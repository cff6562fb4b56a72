//! The HD6301V1 address space as seen by the IKBD.
//!
//! One block holds the low page (on-chip registers at 0x00-0x1F, internal
//! RAM at 0x80-0xFF) followed by the 4 KiB mask ROM, which the CPU sees at
//! 0xF000-0xFFFF. Nothing else is decoded in single-chip mode.

use thiserror::Error;

/// Size of the low page: registers plus internal RAM.
pub const LOW_PAGE_SIZE: usize = 0x100;

/// Size of the mask ROM.
pub const ROM_SIZE: usize = 0x1000;

/// Offset of the ROM image inside the block.
pub const ROM_BASE: usize = LOW_PAGE_SIZE;

/// CPU address of the first ROM byte.
pub const ROM_START: u16 = 0xF000;

/// First byte of on-chip RAM.
pub const RAM_START: u16 = 0x0080;

#[derive(Debug, Error, PartialEq, Eq)]
pub enum MemoryError {
    #[error("cannot allocate {bytes} bytes of HD6301 memory")]
    Allocation { bytes: usize },
    #[error("ROM image is {len} bytes; the HD6301V1 holds {ROM_SIZE}")]
    RomTooLarge { len: usize },
}

/// Emulated memory block.
pub struct Memory {
    block: Vec<u8>,
}

impl Memory {
    /// Allocate the block once. Failure is the one unrecoverable error in
    /// the emulator: without memory the CPU cannot run.
    pub fn new() -> Result<Self, MemoryError> {
        let bytes = LOW_PAGE_SIZE + ROM_SIZE;
        let mut block = Vec::new();
        block
            .try_reserve_exact(bytes)
            .map_err(|_| MemoryError::Allocation { bytes })?;
        block.resize(bytes, 0);
        Ok(Self { block })
    }

    /// Copy a ROM image in at the ROM base. Shorter images leave the tail
    /// zeroed.
    pub fn load_rom(&mut self, image: &[u8]) -> Result<(), MemoryError> {
        if image.len() > ROM_SIZE {
            return Err(MemoryError::RomTooLarge { len: image.len() });
        }
        let rom = &mut self.block[ROM_BASE..ROM_BASE + ROM_SIZE];
        rom.fill(0);
        rom[..image.len()].copy_from_slice(image);
        Ok(())
    }

    fn offset(address: u16) -> Option<usize> {
        if usize::from(address) < LOW_PAGE_SIZE {
            Some(usize::from(address))
        } else if address >= ROM_START {
            Some(ROM_BASE + usize::from(address - ROM_START))
        } else {
            None
        }
    }

    /// Read a byte. Undecoded addresses float high.
    #[must_use]
    pub fn read(&self, address: u16) -> u8 {
        Self::offset(address).map_or(0xFF, |i| self.block[i])
    }

    /// Write a byte. ROM and undecoded addresses ignore writes.
    pub fn write(&mut self, address: u16, value: u8) {
        if usize::from(address) < LOW_PAGE_SIZE {
            self.block[usize::from(address)] = value;
        }
    }

    /// The ROM image as loaded.
    #[must_use]
    pub fn rom(&self) -> &[u8] {
        &self.block[ROM_BASE..]
    }
}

Task details: Output only an exact transcription of the lines above from the one with "let bytes = LOW_PAGE_SIZE + ROM_SIZE;" up to and including the one with "rom.fill(0);".

Exercise answer:
        let bytes = LOW_PAGE_SIZE + ROM_SIZE;
        let mut block = Vec::new();
        block
            .try_reserve_exact(bytes)
            .map_err(|_| MemoryError::Allocation { bytes })?;
        block.resize(bytes, 0);
        Ok(Self { block })
    }

    /// Copy a ROM image in at the ROM base. Shorter images leave the tail
    /// zeroed.
    pub fn load_rom(&mut self, image: &[u8]) -> Result<(), MemoryError> {
        if image.len() > ROM_SIZE {
            return Err(MemoryError::RomTooLarge { len: image.len() });
        }
        let rom = &mut self.block[ROM_BASE..ROM_BASE + ROM_SIZE];
        rom.fill(0);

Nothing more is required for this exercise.